[Start of Attachment]

//! Shared type definitions.

pub mod id;

pub use id::{
    AccountId, ApplicationId, ClassSessionId, CourseId, EnrollmentId, GuardianId, ObligationId,
    PaymentId, StudentId, TutorId,
};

[End of Attachment]

Problem statement: Return the entries above exactly as they appear.

Answer to the exercise:
//! Shared type definitions.

pub mod id;

pub use id::{
    AccountId, ApplicationId, ClassSessionId, CourseId, EnrollmentId, GuardianId, ObligationId,
    PaymentId, StudentId, TutorId,
};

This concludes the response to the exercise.